No creo que sea completamente inútil para contribuir a la solución de los problemas políticos distanciarse de ellos por algunos momentos, situándolos en una perspectiva histórica. En esta virtual lejanía parecen los hechos esclarecerse por sí mismos y adoptar espontáneamente la postura en que mejor se revela su profunda realidad.
En este ensayo de ensayo, es, pues, el tema histórico y no político. Los juicios sobre grupos y tendencias de la actualidad española que en él van insertos no han de tomarse como actitudes de un combatiente. Intentan más bien expresar mansas contemplaciones del hecho nacional, dirigidas por una aspiración puramente teórica y, en consecuencia, inofensiva.
En la
Historia Romana
de Mommsen hay, sobre todos, un instante solemne. ES aquel en que, tras ciertos capítulos preparatorios, toma la pluma el autor para comenzar la narración de los destinos de Roma. Constituye el pueblo romano un caso único en el conjunto de los conocimientos históricos; es el único pueblo que desarrolla entero el ciclo de su vida delante de nuestra contemplación. Podemos asistir a su nacimiento y a su extinción. DE los demás, el espectáculo es fragmentario: o no lo hemos visto nacer, o no lo hemos visto aún morir. Roma es, pues, la única trayectoria completa de organismo nacional que conocemos. Nuestra mirada puede acompañar a la ruda Roma
quadrata
en su expansión gloriosa por todo el mundo ecuménico, y lego verla contraerse en unas ruinas que no por ser ingentes dejan de ser míseras. Esto explica que hasta ahora sólo se haya podido construir una historia en todo el rigor científico del vocablo: la de Roma. Mommsen fue el gigantesco arquitecto de tal edificio.
Pues bien: hay un instante solemne en que Mommsen va a comenzar la relación de las vicisitudes de este pueblo ejemplar. La pluma en el aire, frente al blanco papel. Mommsen se reconcentra para elegir la primera frase, el compás inicial de su hercúlea sinfonía. En rauda procesión transcurre ante su mente la fila multicolor de los hechos romanos. Como en la agonía suele la vida entera del moribundo desfilar ante su conciencia. Mommsen, que había vivido mejor que ningún romano la existencia del Imperio latino, ve una vez más desarrollarse vertiginosa la dramática película. Todo aquel tesoro de intuiciones da el precipitado de un pensamiento sintético. La pluma suculenta desciende sobre el papel y escribe estas palabras:
La historia de toda nación, y sobre todo de la nación latina, es un vasto sistema de incorporación.

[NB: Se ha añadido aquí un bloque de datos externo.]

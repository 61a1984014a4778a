//! Auth-domain identifiers, client credentials, and token models.

pub mod credentials;
pub mod id;
pub mod token;

pub use credentials::*;
pub use id::*;
pub use token::{grant::*, secret::*, state::*};
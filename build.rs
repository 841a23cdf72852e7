fn main() {
    protobuf_codegen::Codegen::new()
        .pure()
        .includes(["proto"])
        .input("proto/cast_channel.proto")
        .cargo_out_dir("protos")
        .run_from_script();
}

Esta frase expresa un principio del mismo valor para la historia que en la física tiene este otro: la realidad física consiste últimamente en ecuaciones de movimientos. Calor, luz, resistencia, cuanto en la naturaleza no parece ser movimiento, lo es en realidad. Hemos entendido o explicado un fenómeno cuando hemos descubierto su expresión foronómica, su fórmula de movimiento.

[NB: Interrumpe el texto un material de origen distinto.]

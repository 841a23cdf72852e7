//! Content types for LOAD requests, guessed from the URL file extension.

use once_cell::sync::Lazy;
use std::collections::HashMap;

static CONTENT_TYPES: Lazy<HashMap<&'static str, &'static str>> = Lazy::new(|| {
    HashMap::from([
        ("aac",  "audio/mp4"),
        ("mp3",  "audio/mp3"),
        ("wav",  "audio/wav"),
        ("flac", "audio/flac"),
        ("ogg",  "audio/ogg"),
        ("webm", "video/webm"),
        ("mp4",  "video/mp4"),
        ("m4a",  "audio/mp4"),
        ("m4s",  "video/mp4"),
        ("mpd",  "application/dash+xml"),
        ("m3u8", "application/x-mpegurl"),
        ("ts",   "video/MP2T"),
        ("gif",  "image/gif"),
        ("bmp",  "image/bmp"),
        ("jpg",  "image/jpg"),
        ("jpeg", "image/jpeg"),
        ("png",  "image/png"),
        ("webp", "image/webp"),
    ])
});

/// Adaptive streaming manifests: DASH and HLS.
const STREAMING_EXTENSIONS: &[&str] = &["mpd", "m3u8"];

/// Lower case extension of the last path segment, ignoring any query or fragment.
pub fn extension(url: &str) -> Option<String> {
    let path = url.split(['?', '#']).next().unwrap_or(url);
    let segment = path.rsplit('/').next().unwrap_or(path);
    let (_, ext) = segment.rsplit_once('.')?;

    if ext.is_empty() {
        return None;
    }

    Some(ext.to_ascii_lowercase())
}

/// MIME type for `url`, or "" when the extension is not known.
pub fn content_type(url: &str) -> &'static str {
    extension(url)
        .and_then(|ext| CONTENT_TYPES.get(ext.as_str()).copied())
        .unwrap_or("")
}

pub fn is_streaming_manifest(url: &str) -> bool {
    extension(url).is_some_and(|ext| STREAMING_EXTENSIONS.contains(&ext.as_str()))
}

#[cfg(test)]
mod test {
    use super::*;

    #[test]
    fn known_types() {
        assert_eq!(content_type("http://10.0.0.2:8080/music/a.MP3"), "audio/mp3");
        assert_eq!(content_type("http://h/v/clip.mp4?token=abc"), "video/mp4");
        assert_eq!(content_type("https://h/live/master.m3u8#t=10"), "application/x-mpegurl");
    }

    #[test]
    fn unknown_types_are_empty() {
        assert_eq!(content_type("http://h/file.xyz"), "");
        assert_eq!(content_type("http://h.example.com/stream"), "");
        assert_eq!(content_type("http://h/dir.d/noext"), "");
        assert_eq!(content_type("http://h/trailing."), "");
    }

    #[test]
    fn streaming_manifests() {
        assert!(is_streaming_manifest("http://h/a/manifest.mpd"));
        assert!(is_streaming_manifest("http://h/a/INDEX.M3U8?x=1"));
        assert!(!is_streaming_manifest("http://h/a/video.mp4"));
        assert!(!is_streaming_manifest(""));
    }
}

Si el papel que hace en física el movimiento lo hacen en historia los procesos de incorporación, todo dependerá de que poseamos una noción clara de lo que es la incorporación.
Y al punto tropezamos con una propensión errónea, sumamente extendida, que lleva a representarse la formación de un pueblo como el crecimiento por dilatación de un núcleo inicial. Procede este error de otro más elemental que cree hallar el origen de la sociedad política, del Estado, en una expansión de la familia. La idea de que la familia es la célula social y el Estado algo así como una familia que ha engordado, es un rémora para el progreso de la ciencia histórica, de la sociología, de la política y de otras muchas cosas.
No; incorporación histórica no es dilatación de un núcleo inicial. Recuérdense a este propósito las etapas decisivas de la evolución romana. Roma es primero una comuna asentada en el monte Palatino y las siete alturas inmediatas: es la Roma Palatina,
Septimontium, o Roma de la montaña.
Luego esta Roma se une con otra comuna frontera asentada sobre la colina del Quirinal, y desde entonces hay dos Romas: la de la montaña y la de la colina. Ya esta primera escena de la incorporación romana excluye la imagen de dilatación. La Roma total no es una expansión de la Roma palatina, sino la articulación de dos colectividades distintas en una unidad superior.